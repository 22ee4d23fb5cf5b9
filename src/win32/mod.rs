//! Win32 adapter: window class, message loop and the window procedure that
//! feeds chrome messages to a [`ChromeController`].
//!
//! The controller lives in a `RefCell` boxed behind `GWLP_USERDATA`. It is
//! borrowed only while deciding; effects run after the borrow is released
//! because `ShowWindow`, `MessageBoxW` and `TrackPopupMenu` all re-enter the
//! window procedure.

mod executor;
mod host;
mod painter;

use std::cell::RefCell;
use std::ffi::c_void;
use std::mem::size_of;

use anyhow::{anyhow, Result};
use tracing::{info, warn};
use windows::{
    core::{w, HSTRING, PCWSTR},
    Win32::{
        Foundation::{HWND, LPARAM, LRESULT, POINT, RECT, WPARAM},
        Graphics::Gdi::{BeginPaint, EndPaint, PAINTSTRUCT},
        UI::{
            HiDpi::{SetProcessDpiAwarenessContext, DPI_AWARENESS_CONTEXT_PER_MONITOR_AWARE_V2},
            Input::KeyboardAndMouse::{TrackMouseEvent, TME_LEAVE, TME_NONCLIENT, TRACKMOUSEEVENT},
            WindowsAndMessaging::{
                CreateWindowExW, DefWindowProcW, DispatchMessageW, GetMessageW, GetWindowLongPtrW,
                LoadCursorW, RegisterClassExW, SetWindowLongPtrW, TranslateMessage, CREATESTRUCTW,
                CS_HREDRAW, CS_VREDRAW, CW_USEDEFAULT, GWLP_USERDATA, IDC_ARROW, MINMAXINFO, MSG,
                NCCALCSIZE_PARAMS, WM_ACTIVATE, WM_CREATE, WM_DESTROY, WM_GETMINMAXINFO,
                WM_MOUSEMOVE, WM_NCCALCSIZE, WM_NCCREATE, WM_NCDESTROY, WM_NCHITTEST,
                WM_NCLBUTTONDOWN, WM_NCLBUTTONUP, WM_NCMOUSELEAVE, WM_NCMOUSEMOVE, WM_NCRBUTTONDOWN,
                WM_PAINT,
                WM_SYSCOMMAND, WNDCLASSEXW, WS_EX_APPWINDOW, WS_MAXIMIZEBOX, WS_MINIMIZEBOX,
                WS_SYSMENU, WS_THICKFRAME, WS_VISIBLE,
            },
        },
    },
};

use crate::config::ChromeConfig;
use crate::effects::EffectSink;
use crate::events::{ChromeController, ChromeEvent, Reply};
use crate::hit_test::HitTest;
use crate::rect::{Point, Rect};
use crate::registry::WindowId;

use self::executor::Win32Effects;
use self::host::Win32Host;
use self::painter::GdiPainter;

type SharedController = RefCell<ChromeController>;

/// Registers the window class, opens one chrome window and pumps messages
/// until it is closed.
pub fn run(config: ChromeConfig, title: &str) -> Result<()> {
    if let Err(e) =
        unsafe { SetProcessDpiAwarenessContext(DPI_AWARENESS_CONTEXT_PER_MONITOR_AWARE_V2) }
    {
        return Err(anyhow!("Failed to set DPI awareness: {}", e.message()));
    };

    let cursor = unsafe { LoadCursorW(None, IDC_ARROW) }
        .map_err(|e| anyhow!("Failed to load cursor: {}", e.message()))?;

    let window_class_name = w!("Caption Chrome Window Class");
    let window_class = WNDCLASSEXW {
        cbSize: size_of::<WNDCLASSEXW>() as u32,
        lpszClassName: window_class_name,
        lpfnWndProc: Some(window_proc),
        style: CS_HREDRAW | CS_VREDRAW,
        hCursor: cursor,
        ..Default::default()
    };

    if unsafe { RegisterClassExW(&window_class) } == 0 {
        return Err(anyhow!("Failed to register window class"));
    }

    // Released in WM_NCDESTROY.
    let controller: *mut SharedController = Box::into_raw(Box::new(RefCell::new(
        ChromeController::new(config),
    )));

    let window_style = WS_THICKFRAME | WS_SYSMENU | WS_MAXIMIZEBOX | WS_MINIMIZEBOX | WS_VISIBLE;
    let title = HSTRING::from(title);

    let handle = unsafe {
        CreateWindowExW(
            WS_EX_APPWINDOW,
            window_class_name,
            PCWSTR(title.as_ptr()),
            window_style,
            CW_USEDEFAULT,
            CW_USEDEFAULT,
            800,
            600,
            None,
            None,
            None,
            Some(controller as *const c_void),
        )
    };

    if handle.0 == 0 {
        return Err(anyhow!("Failed to create window"));
    }
    info!(handle = handle.0, "chrome window created");

    let mut message: MSG = MSG::default();
    while unsafe { GetMessageW(&mut message, None, 0, 0).0 > 0 } {
        unsafe { TranslateMessage(&message) };
        unsafe { DispatchMessageW(&message) };
    }

    Ok(())
}

pub(crate) fn to_rect(rect: RECT) -> Rect {
    Rect::new(rect.left, rect.top, rect.right, rect.bottom)
}

pub(crate) fn to_win32_rect(rect: Rect) -> RECT {
    RECT {
        left: rect.left,
        top: rect.top,
        right: rect.right,
        bottom: rect.bottom,
    }
}

pub(crate) fn to_point(point: POINT) -> Point {
    Point::new(point.x, point.y)
}

// Coordinates are signed shorts on multi-monitor setups, so go through i16
// to keep the sign before widening.
const fn get_x_param(l_param: LPARAM) -> i32 {
    (l_param.0 & 0xffff) as i16 as i32
}

const fn get_y_param(l_param: LPARAM) -> i32 {
    ((l_param.0 >> 16) & 0xffff) as i16 as i32
}

pub(crate) const fn make_point_param(point: Point) -> LPARAM {
    let x = point.x as i16 as u16 as u32;
    let y = point.y as i16 as u16 as u32;
    LPARAM((x | (y << 16)) as i32 as isize)
}

fn screen_point(l_param: LPARAM) -> Point {
    Point::new(get_x_param(l_param), get_y_param(l_param))
}

/// Maps a message to a chrome event; `None` leaves it to the default handler.
unsafe fn translate(message: u32, w_param: WPARAM, l_param: LPARAM) -> Option<ChromeEvent> {
    let hit = || HitTest::from_code(w_param.0 as u32);

    let event = match message {
        WM_CREATE => ChromeEvent::Created,
        WM_DESTROY => ChromeEvent::Destroyed,
        WM_ACTIVATE => ChromeEvent::Activated,
        WM_NCCALCSIZE => {
            if w_param == WPARAM(0) {
                return None;
            }

            let params = l_param.0 as *const NCCALCSIZE_PARAMS;
            if params.is_null() {
                return None;
            }

            ChromeEvent::CalcSize {
                proposed: to_rect((*params).rgrc[0]),
            }
        }
        WM_NCHITTEST => ChromeEvent::HitTest {
            screen: screen_point(l_param),
        },
        WM_NCMOUSEMOVE => ChromeEvent::NonClientPointerMove { hit: hit() },
        WM_MOUSEMOVE => ChromeEvent::ClientPointerMove,
        WM_NCMOUSELEAVE => ChromeEvent::NonClientPointerLeave,
        WM_NCLBUTTONDOWN => ChromeEvent::NonClientButtonDown { hit: hit() },
        WM_NCLBUTTONUP => ChromeEvent::NonClientButtonUp { hit: hit() },
        WM_NCRBUTTONDOWN => ChromeEvent::NonClientRightButtonDown {
            hit: hit(),
            screen: screen_point(l_param),
        },
        WM_SYSCOMMAND => ChromeEvent::SystemCommand { w_param: w_param.0 },
        WM_GETMINMAXINFO => ChromeEvent::GetMinMaxInfo,
        _ => return None,
    };

    Some(event)
}

unsafe fn reply(
    handle: HWND,
    message: u32,
    w_param: WPARAM,
    l_param: LPARAM,
    reply: Reply,
) -> LRESULT {
    match reply {
        Reply::Default => DefWindowProcW(handle, message, w_param, l_param),
        Reply::Handled | Reply::Paint(_) => LRESULT(0),
        Reply::HitTest(hit) => LRESULT(hit.code() as isize),
        Reply::ClientArea(client) => {
            let params = l_param.0 as *mut NCCALCSIZE_PARAMS;
            if params.is_null() {
                return DefWindowProcW(handle, message, w_param, l_param);
            }

            (*params).rgrc[0] = to_win32_rect(client);
            LRESULT(0)
        }
        Reply::MaximizedBounds(bounds) => {
            let info = l_param.0 as *mut MINMAXINFO;
            if info.is_null() {
                return DefWindowProcW(handle, message, w_param, l_param);
            }

            (*info).ptMaxSize = POINT {
                x: bounds.size.x,
                y: bounds.size.y,
            };
            (*info).ptMaxPosition = POINT {
                x: bounds.position.x,
                y: bounds.position.y,
            };
            LRESULT(0)
        }
    }
}

// WM_NCMOUSELEAVE is only sent after asking for it, and the request lapses
// once it fires.
unsafe fn track_non_client_leave(handle: HWND) {
    let mut track = TRACKMOUSEEVENT {
        cbSize: size_of::<TRACKMOUSEEVENT>() as u32,
        dwFlags: TME_LEAVE | TME_NONCLIENT,
        hwndTrack: handle,
        dwHoverTime: 0,
    };
    if let Err(e) = TrackMouseEvent(&mut track) {
        warn!("Failed to track mouse leave: {}", e.message());
    }
}

unsafe fn paint(handle: HWND, controller: &SharedController) -> LRESULT {
    let mut ps = PAINTSTRUCT::default();
    let hdc = BeginPaint(handle, &mut ps);

    let host = Win32Host::new(handle);
    let event = ChromeEvent::Paint {
        damaged: to_rect(ps.rcPaint),
    };
    let outcome = match controller.try_borrow_mut() {
        Ok(mut controller) => controller.handle(WindowId(handle.0), &host, event),
        Err(_) => {
            warn!("Paint arrived while the chrome controller was busy");
            EndPaint(handle, &ps);
            return LRESULT(0);
        }
    };

    if let Reply::Paint(plan) = outcome.reply {
        let mut painter = GdiPainter::new(handle, hdc);
        plan.render(&mut painter);
    }

    EndPaint(handle, &ps);
    LRESULT(0)
}

unsafe extern "system" fn window_proc(
    handle: HWND,
    message: u32,
    w_param: WPARAM,
    l_param: LPARAM,
) -> LRESULT {
    if message == WM_NCCREATE {
        let create = l_param.0 as *const CREATESTRUCTW;
        if !create.is_null() {
            SetWindowLongPtrW(handle, GWLP_USERDATA, (*create).lpCreateParams as isize);
        }
        return DefWindowProcW(handle, message, w_param, l_param);
    }

    let controller = GetWindowLongPtrW(handle, GWLP_USERDATA) as *mut SharedController;
    if controller.is_null() {
        return DefWindowProcW(handle, message, w_param, l_param);
    }

    if message == WM_NCDESTROY {
        SetWindowLongPtrW(handle, GWLP_USERDATA, 0);
        drop(Box::from_raw(controller));
        return DefWindowProcW(handle, message, w_param, l_param);
    }

    if message == WM_PAINT {
        return paint(handle, &*controller);
    }

    if message == WM_NCMOUSEMOVE {
        track_non_client_leave(handle);
    }

    let Some(event) = translate(message, w_param, l_param) else {
        return DefWindowProcW(handle, message, w_param, l_param);
    };

    let host = Win32Host::new(handle);
    let outcome = match (*controller).try_borrow_mut() {
        Ok(mut controller) => controller.handle(WindowId(handle.0), &host, event),
        Err(_) => {
            warn!(?event, "Chrome controller busy; using default handling");
            return DefWindowProcW(handle, message, w_param, l_param);
        }
    };

    Win32Effects::new(handle).apply_all(outcome.effects);
    reply(handle, message, w_param, l_param, outcome.reply)
}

◆ ◆ ◆ ◆

Across the listing above, how many lines carry "SetProcessDpiAwarenessContext"? Give only the number.

2